Il modo migliore di apprezzare l’aroma del curry è mescolandolo con una sostanza grassa come il burro o il burro chiarificato, una specialità indiana che è possibile trovare negli scaffali dedicati alla gastronomia. I principianti in cucina possono riscontrare all’inizio alcune difficoltà nel dosare correttamente il curry. Se per sbaglio dovessi versare un po’ troppo curry Madras in pentola o nella padella potrai rimediare aggiungendo un po’ di panna per stemperare la piccantezza. Per i piatti asiatici, in alternativa, è possibile utilizzare anche il latte di cocco, che aggiungerà un piacevole sapore.

Da non confondere

Se in India ordini del curry, non ti verrà portato il mix di spezie che ti aspetti. Nell’Asia meridionale e nel sudest asiatico con curry si intende uno spezzatino con una salsa speziata e un mix di ingredienti, come ad esempio verdure, carne, pesce o frutti di mare, di solito accompagnato con riso, lenticchie o pane. In India viene accompagnato con naan o chapati. Anche in questo caso, la preparazione avviene mescolando numerose spezie. Alcuni di questi curry sono molto piccanti a causa dell’alto contenuto di peperoncino.

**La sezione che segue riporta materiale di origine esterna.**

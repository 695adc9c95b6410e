use crate::db::errors::DbError;
use axum::{
    http::StatusCode,
    response::{IntoResponse, Json, Response},
};
use serde_json::json;
use thiserror::Error;
use tracing::error;

pub type Result<T> = std::result::Result<T, Error>;

/// API-level errors. Reservation-time escrow failures map to user-visible
/// status codes; unexpected database faults collapse to 500 without leaking
/// internals.
#[derive(Debug, Error)]
pub enum Error {
    #[error("{resource} {id} not found")]
    NotFound { resource: String, id: String },

    #[error("{message}")]
    BadRequest { message: String },

    #[error(transparent)]
    Database(#[from] DbError),
}

impl IntoResponse for Error {
    fn into_response(self) -> Response {
        let (status, message) = match &self {
            Error::NotFound { .. } => (StatusCode::NOT_FOUND, self.to_string()),
            Error::BadRequest { .. } => (StatusCode::BAD_REQUEST, self.to_string()),
            Error::Database(db_err) => match db_err {
                DbError::InvalidAmount { .. } => (StatusCode::BAD_REQUEST, db_err.to_string()),
                DbError::UserNotFound { .. } | DbError::TransactionNotFound { .. } => {
                    (StatusCode::NOT_FOUND, db_err.to_string())
                }
                DbError::InsufficientCredits { .. } => (StatusCode::PAYMENT_REQUIRED, db_err.to_string()),
                DbError::DuplicateReservation { .. } => (StatusCode::CONFLICT, db_err.to_string()),
                DbError::CheckViolation { .. } | DbError::UniqueViolation { .. } => {
                    (StatusCode::BAD_REQUEST, db_err.to_string())
                }
                DbError::Connection(e) => {
                    error!("Database error: {e}");
                    (StatusCode::INTERNAL_SERVER_ERROR, "Internal server error".to_string())
                }
            },
        };

        (status, Json(json!({ "error": message }))).into_response()
    }
}

#[cfg(test)]
mod tests {
    use super::*;

    fn status_of(err: Error) -> StatusCode {
        err.into_response().status()
    }

    #[test]
    fn test_escrow_error_status_codes() {
        assert_eq!(status_of(Error::Database(DbError::InvalidAmount { amount: 0 })), StatusCode::BAD_REQUEST);
        assert_eq!(
            status_of(Error::Database(DbError::UserNotFound {
                user_id: uuid::Uuid::new_v4()
            })),
            StatusCode::NOT_FOUND
        );
        assert_eq!(
            status_of(Error::Database(DbError::InsufficientCredits {
                required: 5,
                available: 3
            })),
            StatusCode::PAYMENT_REQUIRED
        );
        assert_eq!(
            status_of(Error::Database(DbError::DuplicateReservation {
                item_id: "item1".to_string(),
                item_type: "book-cover".to_string()
            })),
            StatusCode::CONFLICT
        );
        assert_eq!(
            status_of(Error::Database(DbError::TransactionNotFound {
                transaction_id: uuid::Uuid::new_v4()
            })),
            StatusCode::NOT_FOUND
        );
    }

    #[test]
    fn test_insufficient_credits_message_includes_both_figures() {
        let err = DbError::InsufficientCredits {
            required: 5,
            available: 3,
        };
        let message = err.to_string();
        assert!(message.contains('5'));
        assert!(message.contains('3'));
    }
}
use crate::{
    db::models::escrow::{CreditTransaction, ItemType, TransactionStatus},
    types::{TransactionId, UserId},
};
use chrono::{DateTime, Utc};
use serde::{Deserialize, Serialize};
use utoipa::ToSchema;

// Request models
#[derive(Debug, Clone, Serialize, Deserialize, ToSchema)]
pub struct ReservationCreate {
    /// User the credits are reserved from
    #[schema(value_type = String, format = "uuid")]
    pub user_id: UserId,
    /// Credits to reserve (positive integer)
    pub amount: i64,
    /// Why credits are being reserved, e.g. "Generating book cover"
    pub reason: String,
    /// The resource the reservation pays for
    pub item_id: String,
    pub item_type: ItemType,
}

#[derive(Debug, Clone, Serialize, Deserialize, ToSchema)]
pub struct RefundRequest {
    /// Recorded on the transaction as refund_reason
    pub reason: String,
}

// Response models
#[derive(Debug, Clone, Serialize, Deserialize, ToSchema)]
pub struct ReservationResponse {
    /// Transaction ID, used for commit/refund settlement calls
    #[schema(value_type = String, format = "uuid")]
    pub id: TransactionId,
    #[schema(value_type = String, format = "uuid")]
    pub user_id: UserId,
    pub amount: i64,
    pub status: TransactionStatus,
    pub reason: String,
    pub item_id: String,
    pub item_type: ItemType,
    pub refund_reason: Option<String>,
    pub created_at: DateTime<Utc>,
    pub updated_at: DateTime<Utc>,
    /// Settlement deadline; past this the sweep may force-refund
    pub expires_at: DateTime<Utc>,
}

#[derive(Debug, Clone, Serialize, Deserialize, ToSchema)]
pub struct SweepResponse {
    /// Number of expired reservations refunded by this invocation
    pub refunded: usize,
}

// Conversions
impl From<CreditTransaction> for ReservationResponse {
    fn from(tx: CreditTransaction) -> Self {
        Self {
            id: tx.id,
            user_id: tx.user_id,
            amount: tx.amount,
            status: tx.status,
            reason: tx.reason,
            item_id: tx.item_id,
            item_type: tx.item_type,
            refund_reason: tx.refund_reason,
            created_at: tx.created_at,
            updated_at: tx.updated_at,
            expires_at: tx.expires_at,
        }
    }
}
use clap::Parser;
use figment::{
    providers::{Env, Format, Yaml},
    Figment,
};
use serde::Deserialize;
use std::{path::PathBuf, time::Duration};

#[derive(Parser, Debug)]
#[command(name = "escrowd", about = "Credit escrow service for paid AI-generation operations")]
pub struct Args {
    /// Path to a YAML configuration file
    #[arg(short, long, env = "ESCROWD_CONFIG")]
    pub config: Option<PathBuf>,
}

#[derive(Debug, Clone, Deserialize)]
pub struct Config {
    #[serde(default = "default_host")]
    pub host: String,
    #[serde(default = "default_port")]
    pub port: u16,
    /// Postgres connection string
    pub database_url: String,
    #[serde(default)]
    pub escrow: EscrowConfig,
}

#[derive(Debug, Clone, Deserialize)]
pub struct EscrowConfig {
    /// How long a caller gets to settle a reservation before the sweep may
    /// force-refund it
    #[serde(with = "humantime_serde", default = "default_grace_period")]
    pub grace_period: Duration,
    /// Maximum stale reservations processed per sweep invocation
    #[serde(default = "default_sweep_batch_size")]
    pub sweep_batch_size: i64,
}

impl Default for EscrowConfig {
    fn default() -> Self {
        Self {
            grace_period: default_grace_period(),
            sweep_batch_size: default_sweep_batch_size(),
        }
    }
}

fn default_host() -> String {
    "0.0.0.0".to_string()
}

fn default_port() -> u16 {
    3100
}

fn default_grace_period() -> Duration {
    crate::db::handlers::escrow::DEFAULT_GRACE_PERIOD
}

fn default_sweep_batch_size() -> i64 {
    crate::db::handlers::escrow::DEFAULT_SWEEP_BATCH_SIZE
}

impl Config {
    /// Layered load: YAML file (if given) overridden by ESCROWD_* environment
    /// variables, nested keys separated by "__" (e.g. ESCROWD_ESCROW__GRACE_PERIOD).
    pub fn load(args: &Args) -> figment::error::Result<Self> {
        let mut figment = Figment::new();
        if let Some(path) = &args.config {
            figment = figment.merge(Yaml::file(path));
        }
        figment.merge(Env::prefixed("ESCROWD_").split("__")).extract()
    }

    pub fn bind_address(&self) -> String {
        format!("{}:{}", self.host, self.port)
    }
}
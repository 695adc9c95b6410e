pub mod handlers;
pub mod models;
pub mod escrow;
pub mod users;
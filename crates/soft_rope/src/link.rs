use glam::DVec3;

use crate::{error::RopeError, point_mass::MassPoint};

/// Structural triangle of the object, three indices into the point masses.
#[derive(Debug, Clone, Copy, PartialEq, Eq, Hash)]
pub struct Triangle(pub [usize; 3]);

impl Triangle {
    /// Centroid of the predicted positions
    pub fn centroid(&self, point_masses: &[MassPoint]) -> DVec3 {
        self.0
            .iter()
            .map(|&i| point_masses[i].predicted_position())
            .sum::<DVec3>()
            / 3.0
    }

    pub fn contains(&self, index: usize) -> bool {
        self.0.contains(&index)
    }

    pub fn validate(&self, len: usize) -> Result<(), RopeError> {
        if let Some(&index) = self.0.iter().find(|&&i| i >= len) {
            return Err(RopeError::PointOutOfRange { index, len });
        }
        let [a, b, c] = self.0;
        if a == b || b == c || a == c {
            return Err(RopeError::DegenerateTriangle(self.0));
        }
        Ok(())
    }
}

/// Capped cylinder collision proxy whose centerline joins the centroids of two consecutive
/// structural triangles.
#[derive(Debug, Clone, Copy, PartialEq, Eq)]
pub struct Link {
    pub start: Triangle,
    pub end: Triangle,
}

impl Link {
    pub fn new(start: [usize; 3], end: [usize; 3]) -> Self {
        Link {
            start: Triangle(start),
            end: Triangle(end),
        }
    }

    /// Start triangle vertices followed by the end triangle vertices.
    pub fn vertices(&self) -> [usize; 6] {
        let [a, b, c] = self.start.0;
        let [d, e, f] = self.end.0;
        [a, b, c, d, e, f]
    }

    /// Contribution of each of [Link::vertices] to the centerline point at parameter `s`.
    ///
    /// Each triangle spreads its share of the linear interpolation evenly over its vertices, so
    /// the weights always sum to one and a triangle at the far end of the segment gets nothing.
    pub fn weights(s: f64) -> [f64; 6] {
        let start = (1.0 - s) / 3.0;
        let end = s / 3.0;
        [start, start, start, end, end, end]
    }

    pub fn centerline(&self, point_masses: &[MassPoint]) -> (DVec3, DVec3) {
        (
            self.start.centroid(point_masses),
            self.end.centroid(point_masses),
        )
    }

    /// Adjacent links sharing a triangle (or any vertex) never collide with each other.
    pub fn shares_point(&self, other: &Link) -> bool {
        other
            .vertices()
            .iter()
            .any(|&i| self.start.contains(i) || self.end.contains(i))
    }

    pub fn validate(&self, len: usize) -> Result<(), RopeError> {
        self.start.validate(len)?;
        self.end.validate(len)?;
        if self.end.0.iter().any(|&i| self.start.contains(i)) {
            return Err(RopeError::DegenerateLink {
                start: self.start.0,
                end: self.end.0,
            });
        }
        Ok(())
    }

    /// Predicted velocity of the centerline point with the given weights
    pub fn velocity_at(&self, point_masses: &[MassPoint], weights: &[f64; 6]) -> DVec3 {
        self.vertices()
            .iter()
            .zip(weights)
            .map(|(&i, w)| point_masses[i].predicted_velocity() * *w)
            .sum()
    }

    /// Acceleration of the centerline point produced by the forces added this step. Contact forces
    /// committed from the previous step are left out.
    pub fn acceleration_at(&self, point_masses: &[MassPoint], weights: &[f64; 6]) -> DVec3 {
        self.vertices()
            .iter()
            .zip(weights)
            .map(|(&i, w)| {
                point_masses[i].immediate_force() * point_masses[i].inverse_mass() * *w
            })
            .sum()
    }

    /// Inverse of the effective mass seen at the centerline point, zero when every contributing
    /// vertex is fixed.
    pub fn inverse_mass_at(&self, point_masses: &[MassPoint], weights: &[f64; 6]) -> f64 {
        self.vertices()
            .iter()
            .zip(weights)
            .map(|(&i, w)| w * w * point_masses[i].inverse_mass())
            .sum()
    }

    /// Loose bounds of the centerline inflated by `radius`, used to skip distant pairs early.
    pub fn bounds(&self, point_masses: &[MassPoint], radius: f64) -> (DVec3, DVec3) {
        let (a, b) = self.centerline(point_masses);
        (a.min(b) - DVec3::splat(radius), a.max(b) + DVec3::splat(radius))
    }
}
use thiserror::Error;

#[derive(Debug, Error, PartialEq)]
pub enum RopeError {
    #[error("point mass index {index} is out of range for {len} point masses")]
    PointOutOfRange { index: usize, len: usize },
    #[error("spring anchored twice to point mass {0}")]
    DegenerateSpring(usize),
    #[error("triangle {0:?} repeats a vertex")]
    DegenerateTriangle([usize; 3]),
    #[error("link triangles {start:?} and {end:?} share a vertex")]
    DegenerateLink { start: [usize; 3], end: [usize; 3] },
}
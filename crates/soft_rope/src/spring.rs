use crate::point_mass::MassPoint;

/// Structural spring-dampener between two point masses.
#[derive(Debug, Clone, Copy, PartialEq)]
pub struct Spring {
    /// Index to MassPoint
    pub anchor_a: usize,
    /// Index to MassPoint
    pub anchor_b: usize,
    pub rest_length: f64,
    pub spring_constant: f64,
    pub damping_coefficient: f64,
}

impl Spring {
    /// Spring at rest for the current distance between its anchors
    pub fn at_rest(
        point_masses: &[MassPoint],
        anchor_a: usize,
        anchor_b: usize,
        spring_constant: f64,
        damping_coefficient: f64,
    ) -> Self {
        Spring {
            anchor_a,
            anchor_b,
            rest_length: point_masses[anchor_a]
                .position()
                .distance(point_masses[anchor_b].position()),
            spring_constant,
            damping_coefficient,
        }
    }

    /// Calculate the spring-dampener force and add it to both anchors' active force
    pub fn apply_force(&self, point_masses: &mut [MassPoint]) {
        let point_a = &point_masses[self.anchor_a];
        let point_b = &point_masses[self.anchor_b];

        let offset = point_a.position() - point_b.position();
        let distance = offset.length();
        if distance == 0.0 {
            return;
        }

        let direction = offset / distance;
        let relative_velocity = point_a.velocity() - point_b.velocity();
        let velocity_towards = relative_velocity.dot(direction);

        let force = (-self.spring_constant * (distance - self.rest_length)
            - self.damping_coefficient * velocity_towards)
            * direction;

        point_masses[self.anchor_a].add_external_force(force);
        point_masses[self.anchor_b].add_external_force(-force);
    }

    pub fn elongation(&self, point_masses: &[MassPoint]) -> f64 {
        point_masses[self.anchor_a]
            .position()
            .distance(point_masses[self.anchor_b].position())
            - self.rest_length
    }
}
use glam::DVec3;
use log::debug;
use rayon::prelude::*;

use crate::{
    collision::{ContactParameters, LinkContact, detect_link_contact},
    error::RopeError,
    link::Link,
    point_mass::MassPoint,
    spring::Spring,
};

#[derive(Debug, Clone, Copy, PartialEq)]
pub struct StepParameters {
    pub time_step: f64,
    pub gravity: DVec3,
    /// Linear drag applied to every point mass
    pub damping: f64,
    pub contact: ContactParameters,
}

/// Proof that a step was begun on a rope, consumed when the step ends.
#[must_use = "a step must be ended with Rope::end_step"]
#[derive(Debug)]
pub struct StepToken {
    step: u64,
}

impl StepToken {
    pub fn step(&self) -> u64 {
        self.step
    }
}

#[derive(Debug, Clone, Copy, PartialEq, Default)]
pub struct StepReport {
    pub contacts: usize,
    pub max_depth: f64,
}

/// A deformable linear object: point masses held together by springs, with capped cylinder links
/// along its structural triangles for collision.
#[derive(Default)]
pub struct Rope {
    pub point_masses: Vec<MassPoint>,
    pub springs: Vec<Spring>,
    pub links: Vec<Link>,
    completed_steps: u64,
    step_open: bool,
    /// Time step of the current step's prediction
    predicted_time_step: Option<f64>,
}

impl Rope {
    pub fn new() -> Self {
        Rope::default()
    }

    /// Returns the index of the new point mass
    pub fn add_point_mass(&mut self, point_mass: MassPoint) -> usize {
        self.point_masses.push(point_mass);
        self.point_masses.len() - 1
    }

    pub fn add_spring(&mut self, spring: Spring) -> Result<(), RopeError> {
        let len = self.point_masses.len();
        for anchor in [spring.anchor_a, spring.anchor_b] {
            if anchor >= len {
                return Err(RopeError::PointOutOfRange { index: anchor, len });
            }
        }
        if spring.anchor_a == spring.anchor_b {
            return Err(RopeError::DegenerateSpring(spring.anchor_a));
        }
        self.springs.push(spring);
        Ok(())
    }

    pub fn add_link(&mut self, link: Link) -> Result<(), RopeError> {
        link.validate(self.point_masses.len())?;
        self.links.push(link);
        Ok(())
    }

    /// Every pair of links that do not share a point, in a stable order.
    pub fn candidate_pairs(&self) -> Vec<(usize, usize)> {
        let links = &self.links;
        (0..links.len())
            .into_par_iter()
            .flat_map_iter(|i| {
                ((i + 1)..links.len())
                    .filter(move |&j| !links[i].shares_point(&links[j]))
                    .map(move |j| (i, j))
            })
            .collect()
    }

    /// Starts a step: commits the deferred forces and clears the correction accumulators.
    pub fn begin_step(&mut self) -> StepToken {
        assert!(
            !self.step_open,
            "step {} is still open",
            self.completed_steps
        );
        for point_mass in &mut self.point_masses {
            point_mass.reset_force();
            point_mass.reset_displacement();
            point_mass.reset_restitution_velocity();
        }
        self.step_open = true;
        self.predicted_time_step = None;
        StepToken {
            step: self.completed_steps,
        }
    }

    pub fn apply_external_force<F>(&mut self, _token: &StepToken, function: F)
    where
        F: Fn(&MassPoint) -> DVec3,
    {
        for point_mass in &mut self.point_masses {
            let force = function(point_mass);
            point_mass.add_external_force(force);
        }
    }

    /// Weight of every dynamic point mass
    pub fn apply_gravity(&mut self, token: &StepToken, gravity: DVec3) {
        self.apply_external_force(token, |point_mass| gravity * point_mass.mass());
    }

    pub fn apply_damping(&mut self, _token: &StepToken, coefficient: f64) {
        for point_mass in &mut self.point_masses {
            point_mass.add_damping_force(coefficient);
        }
    }

    pub fn apply_spring_forces(&mut self, _token: &StepToken) {
        for spring in &self.springs {
            spring.apply_force(&mut self.point_masses);
        }
    }

    pub fn predict(&mut self, _token: &StepToken, time_step: f64) {
        self.point_masses
            .par_iter_mut()
            .for_each(|point_mass| point_mass.predict(time_step));
        self.predicted_time_step = Some(time_step);
    }

    /// Evaluates every candidate link pair in parallel and folds the contacts into the point
    /// masses in pair order, so the accumulated result does not depend on scheduling.
    ///
    /// Deferred friction forces are sized for the time step the point masses were predicted
    /// with, whatever `params.time_step` says.
    pub fn resolve_collisions(
        &mut self,
        token: &StepToken,
        params: &ContactParameters,
    ) -> StepReport {
        let Some(time_step) = self.predicted_time_step else {
            panic!(
                "collisions of step {} resolved before the prediction",
                token.step
            );
        };
        let params = &ContactParameters {
            time_step,
            ..*params
        };
        let pairs = self.candidate_pairs();
        let point_masses = &self.point_masses;
        let links = &self.links;
        let contacts: Vec<LinkContact> = pairs
            .par_iter()
            .filter(|(i, j)| {
                let (min_a, max_a) = links[*i].bounds(point_masses, params.radius);
                let (min_b, max_b) = links[*j].bounds(point_masses, params.radius);
                min_a.cmple(max_b).all() && min_b.cmple(max_a).all()
            })
            .filter_map(|(i, j)| {
                detect_link_contact(point_masses, &links[*i], &links[*j], params)
            })
            .collect();

        let mut report = StepReport::default();
        for contact in &contacts {
            contact.apply(&mut self.point_masses);
            report.contacts += 1;
            report.max_depth = report.max_depth.max(contact.depth);
        }
        report
    }

    /// Applies the step's corrections and moves every point mass to its new state.
    pub fn end_step(&mut self, token: StepToken) {
        assert!(
            self.step_open && token.step == self.completed_steps,
            "step token {} does not match the open step {}",
            token.step,
            self.completed_steps
        );
        self.point_masses.par_iter_mut().for_each(|point_mass| {
            point_mass.correct_position();
            point_mass.correct_velocity();
            point_mass.synchronize_positions_and_velocities();
        });
        self.step_open = false;
        self.completed_steps += 1;
    }

    /// One full step: reset, forces, prediction, collisions, corrections.
    pub fn step(&mut self, params: &StepParameters) -> StepReport {
        let token = self.begin_step();
        let step = token.step();
        self.apply_gravity(&token, params.gravity);
        self.apply_damping(&token, params.damping);
        self.apply_spring_forces(&token);
        self.predict(&token, params.time_step);
        let report = self.resolve_collisions(&token, &params.contact);
        self.end_step(token);
        debug!(
            "step {step}: {} contacts, max depth {}",
            report.contacts, report.max_depth
        );
        report
    }

    pub fn completed_steps(&self) -> u64 {
        self.completed_steps
    }

    /// Average position of the point masses
    pub fn centroid(&self) -> DVec3 {
        if self.point_masses.is_empty() {
            return DVec3::ZERO;
        }
        self.point_masses
            .iter()
            .map(|point_mass| point_mass.position())
            .sum::<DVec3>()
            / self.point_masses.len() as f64
    }

    pub fn kinetic_energy(&self) -> f64 {
        self.point_masses
            .iter()
            .map(|point_mass| 0.5 * point_mass.mass() * point_mass.velocity().length_squared())
            .sum()
    }
}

Il mix di spezie non ha nulla a che vedere con l’albero di curry che cresce in Asia. Le foglie di curry sono, infatti, utilizzate in alcune regioni dell’India come spezia, ma hanno un sapore fruttato e affumicato. Anche l’elicriso italiano, in inglese viene chiamato curry plant grazie al profumo dei suoi fiori che ricorda il curry, anche se non è parte del mix di spezie. Questa pianta è utilizzata come condimento e dona alle pietanze un sapore vagamente simile al curry.